Malheureusement, les premières charrettes chargées de matériaux n’étaient pas encore arrivées. D’instant en instant, le danger augmentait. Le vaste talus qui faisait face aux cavaliers n’était déjà qu’une large chute d’eau qui franchissait avec fracas les clôtures des champs, entraînant les arbustes, les terres détrempées et jusqu’aux pierres bornales. Ainsi les fonds s’exhaussaient; l’eau montait d’autant plus vite.

Sur le faîte de la maisonnette la plus encaissée, on voyait une famille entière luttant avec l’énergie du désespoir. Le père et la mère venaient de mettre leurs enfants sur le sommet des cheminées; le toit de chaume s’effondrait sous leurs pieds; ils se tenaient en équilibre sur la poutre supérieure.

Le lieutenant Duboscat se dépouilla de ses vêtements et se jeta le premier à la nage. Quelques jeunes gens intrépides, et entre autres un journalier étranger à la commune des Terres-Noires, Pierre aux cheveux roux, le suivirent de près.

Ils eurent le bonheur d’atteindre encore à temps la famille qui allait périr. Les cavaliers, s’avançant autant que le permettait la pente rapide du terrain, recueillirent les enfants et les femmes.

Ce succès fut immédiatement suivi de l’arrivée des chariots chargés de planches et de cordes. Le meunier Tégot, Martin, les ouvriers venus des Terres-Noires, le brave Pierre le Roux, fabriquèrent à la hâte de frêles radeaux.

Charles Desnoires monta le premier, qui fut attaché à un long cordage; mais la perche cessant de toucher au fond, le radeau dérivait.

–Des nageurs! des nageurs! criait-on avec effroi.

Tégot, Pierre le Roux, le lieutenant Duboscat et dix autres, se mettant à la nage, prirent à la traîne le frêle radeau. On établit un va-et-vient entre la rive et le toit de la maison la plus voisine. Delà, on se porta prudemment vers la suivante. Un réseau de cordes était tendu entre les toits et facilitait les mouvements des radeaux, successivement lancés en toute hâte.

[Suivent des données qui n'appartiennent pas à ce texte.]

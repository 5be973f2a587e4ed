use crate::{model::auth::AuthResponseDto, server::service::auth::token::TokenPair};

/// A signed-in user together with a freshly issued token pair.
#[derive(Debug, Clone)]
pub struct AuthSession {
    pub user_id: i32,
    pub name: String,
    pub email: String,
    pub tokens: TokenPair,
}

impl AuthSession {
    pub fn into_dto(self) -> AuthResponseDto {
        AuthResponseDto {
            id: self.user_id,
            name: self.name,
            email: self.email,
            access_token: self.tokens.access_token,
            refresh_token: self.tokens.refresh_token,
        }
    }
}
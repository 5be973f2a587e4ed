use crate::server::data::favorite::FavoriteRepository;
use sea_orm::DbErr;
use test_utils::{builder::TestBuilder, factory};

mod add;
mod get_favorited_among;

Mais les divers points d’attache n’étaient pas également solides; l’inondation montait toujours, et la population de Saint-Maurin, éperdue de terreur, ne tenait pas compte des ordres donnés par Charles Desnoires.

Après dix sauvetages heureux, un accident effroyable eut lieu, parce que plus de cinquante personnes s’accrochèrent à la fois au même cordage. La haute cheminée où il était amarré s’écroula sur le radeau de Charles et le coula par le fond. Hommes, femmes, enfants, disparurent. On cessa d’entendre la voix du jeune maire, à qui plus de cent inondés devaient déjà leur salut.